The Corporation will, upon the written request at any time of any holder of Non-Voting Common Stock, furnish or cause to be
furnished to such holder a like certificate setting forth (i) such adjustments and readjustments, and (ii) the number of
shares of Common Stock and the amount, if any, of other property which at the time would be received upon the conversion of the
Non-Voting Common Stock.
7. Reorganization,
Mergers, Consolidations or Sales of Assets. If at any time or from time to time there will be a reorganization, exchange or conversion
of the Common Stock (other than a subdivision, combination, reclassification or exchange of shares otherwise provided for in Section 6)
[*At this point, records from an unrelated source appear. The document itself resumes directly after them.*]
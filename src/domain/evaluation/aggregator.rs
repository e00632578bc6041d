//! Reduction of a run report into per-checker pass rates

use std::collections::BTreeMap;

use serde::{Deserialize, Serialize};

use super::{RunReport, Verdict};
use crate::domain::checker::CheckerKind;

/// How verdicts with PROVIDER_ERROR enter the table
#[derive(Debug, Clone, Copy, Default, PartialEq, Eq, Serialize, Deserialize)]
#[serde(rename_all = "snake_case")]
pub enum ProviderErrorPolicy {
    /// Left out of every denominator
    #[default]
    Exclude,
    /// Counted as a failed case
    CountAsFailure,
}

impl std::str::FromStr for ProviderErrorPolicy {
    type Err = String;

    fn from_str(s: &str) -> Result<Self, Self::Err> {
        match s.to_lowercase().replace('-', "_").as_str() {
            "exclude" => Ok(Self::Exclude),
            "count_as_failure" => Ok(Self::CountAsFailure),
            other => Err(format!("unknown provider error policy: {}", other)),
        }
    }
}

/// Per-checker results
#[derive(Debug, Clone, PartialEq, Serialize, Deserialize)]
pub struct AggregateRow {
    pub checker_kind: CheckerKind,
    pub group: String,
    pub total: usize,
    pub evaluated: usize,
    pub passed: usize,
    pub excluded: usize,
    pub pass_rate: Option<f64>,
}

/// Share of evaluated cases reaching each stage of the pipeline
#[derive(Debug, Clone, Default, PartialEq, Serialize, Deserialize)]
pub struct FunnelMetrics {
    pub evaluated: usize,
    pub function_called: usize,
    pub parameter_provided: usize,
    pub format_correct: usize,
    pub function_called_rate: Option<f64>,
    pub parameter_provided_rate: Option<f64>,
    pub format_correct_rate: Option<f64>,
}

#[derive(Debug, Clone, PartialEq, Serialize, Deserialize)]
pub struct AggregateTable {
    pub provider: String,
    pub model: String,
    pub policy: ProviderErrorPolicy,
    /// Rows sorted by checker kind
    pub rows: Vec<AggregateRow>,
    /// Mean of the defined per-checker pass rates
    pub overall_average: Option<f64>,
    pub funnel: FunnelMetrics,
    pub provider_errors: usize,
}

impl AggregateTable {
    pub fn row(&self, kind: CheckerKind) -> Option<&AggregateRow> {
        self.rows.iter().find(|row| row.checker_kind == kind)
    }

    pub fn is_empty(&self) -> bool {
        self.rows.is_empty()
    }
}

#[derive(Default)]
struct Tally {
    total: usize,
    evaluated: usize,
    passed: usize,
    excluded: usize,
}

fn ratio(numerator: usize, denominator: usize) -> Option<f64> {
    (denominator > 0).then(|| numerator as f64 / denominator as f64)
}

/// Builds aggregate tables under one provider error policy
#[derive(Debug, Clone, Copy, Default)]
pub struct ResultAggregator {
    policy: ProviderErrorPolicy,
}

impl ResultAggregator {
    pub fn new(policy: ProviderErrorPolicy) -> Self {
        Self { policy }
    }

    pub fn policy(&self) -> ProviderErrorPolicy {
        self.policy
    }

    fn counts(&self, verdict: &Verdict) -> bool {
        !verdict.is_provider_error() || self.policy == ProviderErrorPolicy::CountAsFailure
    }

    pub fn aggregate(&self, report: &RunReport) -> AggregateTable {
        let mut tallies: BTreeMap<CheckerKind, Tally> = BTreeMap::new();
        let mut funnel = FunnelMetrics::default();
        let mut provider_errors = 0;

        for verdict in &report.verdicts {
            let tally = tallies.entry(verdict.checker_kind).or_default();
            tally.total += 1;

            if verdict.is_provider_error() {
                provider_errors += 1;
            }

            if !self.counts(verdict) {
                tally.excluded += 1;
                continue;
            }

            tally.evaluated += 1;
            funnel.evaluated += 1;
            if verdict.passed {
                tally.passed += 1;
                funnel.format_correct += 1;
            }
            if verdict.function_called {
                funnel.function_called += 1;
            }
            if verdict.argument_provided {
                funnel.parameter_provided += 1;
            }
        }

        funnel.function_called_rate = ratio(funnel.function_called, funnel.evaluated);
        funnel.parameter_provided_rate = ratio(funnel.parameter_provided, funnel.evaluated);
        funnel.format_correct_rate = ratio(funnel.format_correct, funnel.evaluated);

        let rows: Vec<AggregateRow> = tallies
            .into_iter()
            .map(|(kind, tally)| AggregateRow {
                checker_kind: kind,
                group: kind.group().as_str().to_string(),
                total: tally.total,
                evaluated: tally.evaluated,
                passed: tally.passed,
                excluded: tally.excluded,
                pass_rate: ratio(tally.passed, tally.evaluated),
            })
            .collect();

        let rates: Vec<f64> = rows.iter().filter_map(|row| row.pass_rate).collect();
        let overall_average = (!rates.is_empty()).then(|| rates.iter().sum::<f64>() / rates.len() as f64);

        AggregateTable {
            provider: report.provider.clone(),
            model: report.model.clone(),
            policy: self.policy,
            rows,
            overall_average,
            funnel,
            provider_errors,
        }
    }
}

#[cfg(test)]
mod tests {
    use super::*;
    use crate::domain::evaluation::{FailureReason, RunId, RunStatus};
    use crate::domain::test_case::TestCaseId;
    use chrono::Utc;

    fn id(n: usize) -> TestCaseId {
        TestCaseId::new(format!("d#{}", n)).unwrap()
    }

    fn pass(n: usize, kind: CheckerKind) -> Verdict {
        Verdict::pass(id(n), kind, "value")
    }

    fn fail(n: usize, kind: CheckerKind, reason: FailureReason) -> Verdict {
        Verdict::fail(id(n), kind, reason)
    }

    fn report(verdicts: Vec<Verdict>) -> RunReport {
        let now = Utc::now();
        RunReport {
            id: RunId::new("r"),
            provider: "mock".to_string(),
            model: "m".to_string(),
            started_at: now,
            finished_at: now,
            status: RunStatus::Completed,
            total_cases: verdicts.len(),
            verdicts,
        }
    }

    #[test]
    fn test_empty_report() {
        let table = ResultAggregator::default().aggregate(&report(Vec::new()));
        assert!(table.is_empty());
        assert_eq!(table.overall_average, None);
        assert_eq!(table.funnel.function_called_rate, None);
    }

    #[test]
    fn test_all_pass_is_one() {
        let verdicts = (0..4).map(|n| pass(n, CheckerKind::NCommas)).collect();
        let table = ResultAggregator::default().aggregate(&report(verdicts));

        let row = table.row(CheckerKind::NCommas).unwrap();
        assert_eq!(row.pass_rate, Some(1.0));
        assert_eq!(row.group, "PUNCTUATION");
        assert_eq!(table.overall_average, Some(1.0));
    }

    #[test]
    fn test_provider_errors_excluded_by_default() {
        let verdicts = vec![
            pass(0, CheckerKind::WordCount),
            fail(1, CheckerKind::WordCount, FailureReason::FormatViolation),
            fail(2, CheckerKind::WordCount, FailureReason::ProviderError),
        ];
        let table = ResultAggregator::default().aggregate(&report(verdicts));

        let row = table.row(CheckerKind::WordCount).unwrap();
        assert_eq!(row.total, 3);
        assert_eq!(row.evaluated, 2);
        assert_eq!(row.excluded, 1);
        assert_eq!(row.pass_rate, Some(0.5));
        assert_eq!(table.provider_errors, 1);
        assert_eq!(table.funnel.evaluated, 2);
    }

    #[test]
    fn test_count_as_failure_policy() {
        let verdicts = vec![
            pass(0, CheckerKind::WordCount),
            fail(1, CheckerKind::WordCount, FailureReason::ProviderError),
        ];
        let table =
            ResultAggregator::new(ProviderErrorPolicy::CountAsFailure).aggregate(&report(verdicts));

        let row = table.row(CheckerKind::WordCount).unwrap();
        assert_eq!(row.evaluated, 2);
        assert_eq!(row.excluded, 0);
        assert_eq!(row.pass_rate, Some(0.5));
    }

    #[test]
    fn test_only_provider_errors_leave_rate_undefined() {
        let verdicts = vec![fail(0, CheckerKind::Quotation, FailureReason::ProviderError)];
        let table = ResultAggregator::default().aggregate(&report(verdicts));

        assert_eq!(table.row(CheckerKind::Quotation).unwrap().pass_rate, None);
        assert_eq!(table.overall_average, None);
    }

    #[test]
    fn test_overall_average_is_mean_of_kinds() {
        let mut verdicts = vec![pass(0, CheckerKind::NCommas)];
        verdicts.extend((1..4).map(|n| fail(n, CheckerKind::Quotation, FailureReason::FormatViolation)));
        verdicts.push(pass(4, CheckerKind::Quotation));

        let table = ResultAggregator::default().aggregate(&report(verdicts));
        assert_eq!(table.row(CheckerKind::Quotation).unwrap().pass_rate, Some(0.25));
        assert_eq!(table.overall_average, Some(0.625));
    }

    #[test]
    fn test_rows_sorted_by_kind() {
        let verdicts = vec![
            pass(0, CheckerKind::NCommas),
            pass(1, CheckerKind::KeywordsPresence),
            pass(2, CheckerKind::WordCount),
        ];
        let table = ResultAggregator::default().aggregate(&report(verdicts));
        let kinds: Vec<_> = table.rows.iter().map(|r| r.checker_kind).collect();

        let mut sorted = kinds.clone();
        sorted.sort();
        assert_eq!(kinds, sorted);
    }

    #[test]
    fn test_funnel_metrics() {
        let verdicts = vec![
            fail(0, CheckerKind::NCommas, FailureReason::NoFunctionCall),
            fail(1, CheckerKind::NCommas, FailureReason::ArgumentMissing),
            fail(2, CheckerKind::NCommas, FailureReason::FormatViolation),
            pass(3, CheckerKind::NCommas),
        ];
        let funnel = ResultAggregator::default().aggregate(&report(verdicts)).funnel;

        assert_eq!(funnel.function_called_rate, Some(0.75));
        assert_eq!(funnel.parameter_provided_rate, Some(0.5));
        assert_eq!(funnel.format_correct_rate, Some(0.25));
    }

    #[test]
    fn test_aggregate_is_idempotent() {
        let verdicts = vec![
            pass(0, CheckerKind::NCommas),
            fail(1, CheckerKind::TitleFormat, FailureReason::WrongFunction),
        ];
        let report = report(verdicts);
        let aggregator = ResultAggregator::default();

        assert_eq!(aggregator.aggregate(&report), aggregator.aggregate(&report));
    }

    #[test]
    fn test_policy_from_str() {
        assert_eq!("exclude".parse(), Ok(ProviderErrorPolicy::Exclude));
        assert_eq!("count-as-failure".parse(), Ok(ProviderErrorPolicy::CountAsFailure));
        assert!("ignore".parse::<ProviderErrorPolicy>().is_err());
    }
}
or a merger or consolidation of the Corporation with or into another corporation, or the sale of all or substantially all the Corporation’s
properties and assets to any other Person, then, as a part of such reorganization, merger, consolidation or sale, provision will be made
so that the holders of the Non-Voting Common Stock will thereafter be entitled to receive upon conversion of the Non-Voting Common Stock,
the number of shares of stock or other securities or property of the Corporation, or of the successor company resulting from such reorganization,
exchange, conversion, merger, consolidation or sale, to which a holder of that number of shares of Common Stock issuable upon conversion
of the Non-Voting Common Stock would have been entitled to receive on such reorganization, exchange, conversion, merger, consolidation
or sale (without regard to any limitations on conversion of the Non-Voting Common Stock).
8. Redemption.
Except to the extent a liquidation under Section 4 may be deemed to be a redemption, the Non-Voting Common Stock will not be redeemable
at the option of the Corporation or any holder of Non-Voting Common Stock at any time. Notwithstanding the foregoing, the Corporation
will not be prohibited from repurchasing or otherwise acquiring shares of Non-Voting Common Stock in voluntary transactions with the holders
thereof, subject to compliance with any applicable legal or regulatory requirements, including applicable regulatory capital requirements.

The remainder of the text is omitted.